NATO leaders were meeting in Brussels on Monday. It was Joe Biden's first summit as US president and he sought to convince allies of Beijing's threat.
Jens Stoltenberg, NATO secretary-general, said: "China is rapidly spreading its nuclear arsenal with more warheads and a larger number of sophisticated delivery systems. It is opaque on implementing its military modernisation and it is cooperating militarily with Russia, including through exercises in the Euro-Atlantic area."
Stoltenberg also referred to the online threat posed by China, as well as in its growing sphere of influence in Africa and Europe's own technological infrastructure, such as 5G technology.

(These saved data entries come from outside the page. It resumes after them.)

//! Ordered iteration across every storage tier
//!
//! A [`DbIterator`] merges the memtables and every level of one version
//! snapshot, hides tombstones and engine keys, and resolves values stored in
//! the value log. With a prefetch size above zero a producer thread runs
//! ahead of the consumer through a bounded channel.

mod level;
mod merge;

pub use level::LevelCursor;
pub use merge::{MergeCursor, ShadowedHook};

use crate::{is_reserved_key, KvItem, Result, ValueStruct};
use bytes::Bytes;
use crossbeam_channel::{bounded, Receiver};
use std::sync::Arc;
use std::thread::JoinHandle;
use tracing::{debug, warn};

/// Shared fallback returned by exhausted cursors
pub(crate) static EMPTY_VALUE: ValueStruct = ValueStruct {
    meta: 0,
    value: Bytes::new(),
};

/// A positioned, single-direction walk over sorted entries.
///
/// A cursor is created already positioned on its first entry; `key` and
/// `value` are only meaningful while `valid` returns true.
pub trait Cursor: Send {
    fn valid(&self) -> bool;
    fn key(&self) -> &[u8];
    fn value(&self) -> &ValueStruct;
    fn advance(&mut self) -> Result<()>;
}

/// Where iterators get their data from
pub(crate) trait IterSource: Send + Sync {
    /// Merged cursor over a fresh snapshot
    fn merged_cursor(&self, reverse: bool) -> Result<MergeCursor>;

    /// Materialize a stored value; `None` when the key vanished while the
    /// value was being fetched.
    fn resolve(&self, key: &[u8], value: &ValueStruct) -> Result<Option<Bytes>>;
}

/// Iterator options
#[derive(Debug, Clone, Copy, Default)]
pub struct IteratorOptions {
    /// Yield keys in descending order
    pub reverse: bool,
    /// Items buffered ahead of the consumer; 0 iterates synchronously
    pub prefetch_size: usize,
}

/// Advance `cursor` to the next user-visible item
fn next_visible(source: &dyn IterSource, cursor: &mut MergeCursor) -> Option<Result<KvItem>> {
    while cursor.valid() {
        let key = Bytes::copy_from_slice(cursor.key());
        let value = cursor.value().clone();
        if let Err(e) = cursor.advance() {
            return Some(Err(e));
        }
        if value.is_delete() || is_reserved_key(&key) {
            continue;
        }
        match source.resolve(&key, &value) {
            Ok(Some(value)) => return Some(Ok(KvItem { key, value })),
            Ok(None) => continue,
            Err(e) => return Some(Err(e)),
        }
    }
    None
}

enum Mode {
    Direct(MergeCursor),
    Prefetch {
        rx: Receiver<Result<KvItem>>,
        producer: JoinHandle<()>,
    },
    Closed,
}

/// Iterator over the database contents.
///
/// Reads committed data: [`DbIterator::rewind`] starts over from a new
/// snapshot and so observes writes made since the previous pass.
pub struct DbIterator {
    source: Arc<dyn IterSource>,
    options: IteratorOptions,
    mode: Mode,
}

impl DbIterator {
    pub(crate) fn new(source: Arc<dyn IterSource>, options: IteratorOptions) -> Result<Self> {
        let mut iter = Self {
            source,
            options,
            mode: Mode::Closed,
        };
        iter.start()?;
        Ok(iter)
    }

    fn start(&mut self) -> Result<()> {
        let cursor = self.source.merged_cursor(self.options.reverse)?;
        if self.options.prefetch_size == 0 {
            self.mode = Mode::Direct(cursor);
            return Ok(());
        }

        let (tx, rx) = bounded(self.options.prefetch_size);
        let source = self.source.clone();
        let producer = std::thread::Builder::new()
            .name("lodedb-prefetch".into())
            .spawn(move || {
                let mut cursor = cursor;
                while let Some(item) = next_visible(source.as_ref(), &mut cursor) {
                    let failed = item.is_err();
                    // A send error means the consumer went away
                    if tx.send(item).is_err() || failed {
                        break;
                    }
                }
            })?;
        self.mode = Mode::Prefetch { rx, producer };
        Ok(())
    }

    fn stop(&mut self) {
        if let Mode::Prefetch { rx, producer } = std::mem::replace(&mut self.mode, Mode::Closed) {
            // Dropping the receiver unblocks a producer waiting on a full channel
            drop(rx);
            if producer.join().is_err() {
                warn!("Prefetch thread panicked");
            }
        }
        self.mode = Mode::Closed;
    }

    /// Restart from the first key (last key when reversed) of the current state
    pub fn rewind(&mut self) -> Result<()> {
        self.stop();
        debug!("Rewinding iterator (reverse: {})", self.options.reverse);
        self.start()
    }

    /// Release the snapshot and stop any prefetching
    pub fn close(&mut self) {
        self.stop();
    }

    /// Whether this iterator walks keys in descending order
    pub fn is_reverse(&self) -> bool {
        self.options.reverse
    }
}

impl Iterator for DbIterator {
    type Item = Result<KvItem>;

    fn next(&mut self) -> Option<Self::Item> {
        match &mut self.mode {
            Mode::Direct(cursor) => next_visible(self.source.as_ref(), cursor),
            Mode::Prefetch { rx, .. } => rx.recv().ok(),
            Mode::Closed => None,
        }
    }
}

impl Drop for DbIterator {
    fn drop(&mut self) {
        self.stop();
    }
}

impl std::fmt::Debug for DbIterator {
    fn fmt(&self, f: &mut std::fmt::Formatter<'_>) -> std::fmt::Result {
        let mode = match self.mode {
            Mode::Direct(_) => "direct",
            Mode::Prefetch { .. } => "prefetch",
            Mode::Closed => "closed",
        };
        f.debug_struct("DbIterator")
            .field("options", &self.options)
            .field("mode", &mode)
            .finish()
    }
}

#[cfg(test)]
mod tests {
    use super::*;
    use parking_lot::Mutex;

    /// Source over a fixed, sorted list of entries
    struct StaticSource {
        entries: Mutex<Vec<(Bytes, ValueStruct)>>,
    }

    struct OwnedCursor {
        entries: Vec<(Bytes, ValueStruct)>,
        pos: usize,
    }

    impl Cursor for OwnedCursor {
        fn valid(&self) -> bool {
            self.pos < self.entries.len()
        }
        fn key(&self) -> &[u8] {
            &self.entries[self.pos].0
        }
        fn value(&self) -> &ValueStruct {
            &self.entries[self.pos].1
        }
        fn advance(&mut self) -> Result<()> {
            self.pos += 1;
            Ok(())
        }
    }

    impl IterSource for StaticSource {
        fn merged_cursor(&self, reverse: bool) -> Result<MergeCursor> {
            let mut entries = self.entries.lock().clone();
            if reverse {
                entries.reverse();
            }
            Ok(MergeCursor::new(
                vec![Box::new(OwnedCursor { entries, pos: 0 })],
                reverse,
            ))
        }

        fn resolve(&self, _key: &[u8], value: &ValueStruct) -> Result<Option<Bytes>> {
            Ok(Some(value.value.clone()))
        }
    }

    fn source() -> Arc<StaticSource> {
        let mut entries = Vec::new();
        for i in 0..50u32 {
            let key = Bytes::from(format!("k{:02}", i));
            let value = if i % 10 == 3 {
                ValueStruct::tombstone()
            } else {
                ValueStruct::new(0, Bytes::from(format!("v{}", i)))
            };
            entries.push((key, value));
        }
        entries.push((
            Bytes::from_static(crate::HEAD_KEY),
            ValueStruct::new(0, Bytes::from("head")),
        ));
        entries.sort_by(|a, b| a.0.cmp(&b.0));
        Arc::new(StaticSource {
            entries: Mutex::new(entries),
        })
    }

    fn keys(iter: &mut DbIterator) -> Vec<Bytes> {
        iter.map(|item| item.unwrap().key).collect()
    }

    #[test]
    fn test_iterator_hides_tombstones_and_reserved_keys() {
        for prefetch_size in [0, 4] {
            let options = IteratorOptions {
                reverse: false,
                prefetch_size,
            };
            let mut iter = DbIterator::new(source(), options).unwrap();
            let keys = keys(&mut iter);
            assert_eq!(keys.len(), 45);
            assert!(keys.windows(2).all(|w| w[0] < w[1]));
            assert!(!keys.iter().any(|k| k.as_ref() == b"k13"));
        }
    }

    #[test]
    fn test_reverse_is_mirror_of_forward() {
        let forward = keys(&mut DbIterator::new(source(), IteratorOptions::default()).unwrap());
        let mut reverse = keys(
            &mut DbIterator::new(
                source(),
                IteratorOptions {
                    reverse: true,
                    prefetch_size: 2,
                },
            )
            .unwrap(),
        );
        reverse.reverse();
        assert_eq!(forward, reverse);
    }

    #[test]
    fn test_rewind_observes_new_state() {
        let src = source();
        let options = IteratorOptions {
            reverse: false,
            prefetch_size: 1,
        };
        let mut iter = DbIterator::new(src.clone(), options).unwrap();
        assert_eq!(iter.next().unwrap().unwrap().key, Bytes::from("k00"));
        assert_eq!(iter.next().unwrap().unwrap().key, Bytes::from("k01"));

        src.entries
            .lock()
            .insert(0, (Bytes::from("a"), ValueStruct::new(0, Bytes::from("new"))));
        iter.rewind().unwrap();
        assert_eq!(iter.next().unwrap().unwrap().key, Bytes::from("a"));
        assert_eq!(keys(&mut iter).len(), 45);

        iter.close();
        assert!(iter.next().is_none());
    }
}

"China is coming closer to us," he added. "We see them in cyberspace, we see China in Africa, but we also see China investing heavily in our own critical infrastructure. We need to respond together as an alliance."

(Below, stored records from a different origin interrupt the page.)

//! LodeDB Core - Embedded LSM Key-Value Storage Engine
//!
//! An ordered byte-string key-value store that keeps large values out of the
//! sorted tables:
//! - Point lookups and forward/reverse range iteration
//! - Crash durability through the value log, which doubles as the write-ahead log
//! - Leveled background compaction with crash-safe file lifecycle
//!
//! # Architecture
//!
//! - **Value Log**: Append-only segments holding every mutation; large values stay here
//! - **MemTable**: In-memory skip list receiving batched writes
//! - **SSTable**: Immutable sorted files on disk, organized in levels
//! - **Compaction**: Background merging of levels, dropping shadowed data
//! - **Manifest**: Durable record of the live table set
//!
//! ```no_run
//! use lodedb_core::{Database, Options};
//!
//! # fn main() -> lodedb_core::Result<()> {
//! let db = Database::open(Options::new("/tmp/lodedb"))?;
//! db.put("key1", "val1")?;
//! assert_eq!(db.get(b"key1")?.as_deref(), Some(&b"val1"[..]));
//! db.close()?;
//! # Ok(())
//! # }
//! ```

/// Log at info level when the options ask for verbosity, debug otherwise
macro_rules! verbose {
    ($opts:expr, $($arg:tt)*) => {
        if $opts.verbose {
            tracing::info!($($arg)*);
        } else {
            tracing::debug!($($arg)*);
        }
    };
}

pub mod compaction;
pub mod iterator;
pub mod manifest;
pub mod memtable;
pub mod sstable;
pub mod storage;
pub mod vlog;

mod error;
mod types;
mod version;

pub use error::{LodeError, Result};
pub use iterator::{DbIterator, IteratorOptions};
pub use storage::{Database, DatabaseStats, Options};
pub use types::*;

/// LodeDB version
pub const VERSION: &str = env!("CARGO_PKG_VERSION");

/// Default configuration values
pub mod config {
    /// Maximum MemTable size before flush (64MB)
    pub const MEMTABLE_SIZE_LIMIT: usize = 64 * 1024 * 1024;

    /// Maximum sorted table size (64MB)
    pub const MAX_TABLE_SIZE: u64 = 64 * 1024 * 1024;

    /// Level one target size (256MB)
    pub const LEVEL_ONE_SIZE: u64 = 256 * 1024 * 1024;

    /// SSTable block size (4KB)
    pub const BLOCK_SIZE: usize = 4 * 1024;

    /// Maximum SSTables in L0 before compaction
    pub const L0_COMPACTION_TRIGGER: usize = 5;

    /// Size ratio between levels
    pub const LEVEL_SIZE_RATIO: u64 = 10;

    /// Number of levels including L0
    pub const MAX_LEVELS: usize = 7;

    /// Immutable memtables queued before writes stall
    pub const NUM_MEMTABLES: usize = 5;

    /// Values this long or longer go to the value log
    pub const VALUE_THRESHOLD: usize = 32;

    /// Value log segment size (1GB)
    pub const VALUE_LOG_FILE_SIZE: u64 = 1024 * 1024 * 1024;

    /// Reclaimable fraction that makes a value log segment worth rewriting
    pub const VALUE_GC_RATIO: f64 = 0.5;

    /// Background value log GC interval (10 minutes)
    pub const VALUE_GC_INTERVAL_MS: u64 = 10 * 60 * 1000;

    /// Bloom filter bits per key (~1% false positives)
    pub const BLOOM_BITS_PER_KEY: usize = 10;

    /// Decoded blocks cached per table
    pub const BLOCK_CACHE_BLOCKS: usize = 64;
}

But Stoltenberg was keen to point out Beijing is not NATO's enemy and that there are mutual issues like climate change that they can work together on.
"We're not entering a new Cold War and China is not our adversary, not our enemy... we need to address together, as an alliance, the challenges that the rise of China poses to our security," Stoltenberg said.
Not every leader appeared to be sold on the threat posed to NATO by China though.
French President Emmanuel Macron told reporters following the meeting: "NATO is a North Atlantic organisation. China has nothing to do with the North Atlantic."
"We shouldn't bias our relationship with China. It is much larger than just the military... we shouldn't distract away from the many challenges we have within NATO," he added.
China wasn't the only issue of concern for the alliance, however.
Russia received significantly more mentions in the organisation's statement - 61 compared to Beijing's 10, suggesting that Moscow is still thought of as representing the more clear and present danger by NATO.
Stoltenberg described relations with the Kremlin as at their lowest point since the Cold War and that Russia’s aggressive actions constituted a threat to Euro-Atlantic security.
German Chancellor Angela Merkel made it clear also that Russia still presented the greatest threat, saying that "Russia, above all, is the major challenge” for NATO.
This was part of Biden's first trip abroad as the US president, who earlier described NATO as "critically important for US interests".